Don’t despair, help is at hand! We list the various relief initiatives announced to date. The list will change, as will the details of and processes for accessing each initiative, but be aware of, and take advantage of, the assistance that is out there – or will be out there shortly.

The President, telling the nation that “We will prioritise the lives and livelihoods of our people above all else, and will use all of the measures that are within our power to protect them from the economic consequences of this pandemic”, has announced a variety of initiatives to assist SMMEs (Small, Medium and Micro-Enterprises) that will need assistance in surviving the three week lockdown and economic disruptions flowing from the COVID-19 coronavirus.

Please note these are new initiatives, so expect delays, changes to schemes, new proposals and differing interpretations.  Everyone’s patience will be tested!

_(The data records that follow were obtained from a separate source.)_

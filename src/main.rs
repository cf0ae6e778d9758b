#[macro_use]
extern crate log;

mod logger;

use std::sync::Arc;
use tinyk_api::imp::fs::{sys_close, sys_open_info, sys_read};
use tinyk_api::imp::task::{
    sys_create_thread, sys_exec, sys_getpid, sys_thread_join, sys_wait_child,
};
use tinyk_api::{NOPROC, Task};
use tinyk_core::Kernel;
use tinyk_core::host::HostScheduler;
use tinyk_process::info::ProcInfo;

fn worker(args: &[u8]) -> i32 {
    let pid = sys_getpid().unwrap_or(NOPROC);
    info!(
        "[demo] worker {} started with {:?}",
        pid,
        String::from_utf8_lossy(args)
    );
    let helper = sys_create_thread(Task::new(|args| args.len() as i32), Some(args));
    let mut value = 0;
    match helper {
        Ok(tid) => {
            if let Err(err) = sys_thread_join(tid, Some(&mut value)) {
                warn!("[demo] worker {} cannot join {}: {:?}", pid, tid, err);
            }
        }
        Err(err) => warn!("[demo] worker {} has no helper: {:?}", pid, err),
    }
    value
}

fn print_listing() {
    let Ok(fid) = sys_open_info() else {
        return;
    };
    let mut buf = [0; ProcInfo::SIZE];
    println!("{:>5} {:>10} {:>6} {:>7}  args", "pid", "ppid", "state", "threads");
    while let Ok(ProcInfo::SIZE) = sys_read(fid, &mut buf) {
        let Some(info) = ProcInfo::decode(&buf) else {
            break;
        };
        println!(
            "{:>5} {:>10} {:>6} {:>7}  {}",
            info.pid,
            info.ppid,
            if info.alive { "alive" } else { "zombie" },
            info.thread_count,
            String::from_utf8_lossy(info.args())
        );
    }
    if let Err(err) = sys_close(fid) {
        warn!("[demo] cannot close the listing: {:?}", err);
    }
}

fn init(_args: &[u8]) -> i32 {
    for name in ["alpha", "beta", "gamma"] {
        if let Err(err) = sys_exec(Some(Task::new(worker)), Some(name.as_bytes())) {
            warn!("[demo] cannot start {}: {:?}", name, err);
        }
    }
    print_listing();
    let mut status = 0;
    while let Ok(pid) = sys_wait_child(None, Some(&mut status)) {
        info!("[demo] child {} exited with {}", pid, status);
    }
    0
}

fn main() {
    logger::init();
    let kernel = Kernel::new(Arc::new(HostScheduler::new()));
    match kernel.boot(Task::new(init), Some(b"init")) {
        Ok(code) => info!("[demo] init exited with code {}", code),
        Err(err) => error!("[demo] boot failed: {:?}", err),
    }
}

Some of the announced measures discussed below still need to be enacted and may be different when they are finalized.  Expect ongoing changes and keep Googling for ongoing lists of proposed and implemented avenues of business relief.

1st: UIF Money

The UIF has an estimated surplus of R180 billion and this is the logical first port of call when looking at incentives, especially as money given by the UIF is not a loan, and thus doesn’t have to be repaid. There are two routes to access this money – using the traditional UIF method (National Disaster Benefit) or making use of the new Temporary Employer/Employee Relief Scheme (TERS) which is discussed below.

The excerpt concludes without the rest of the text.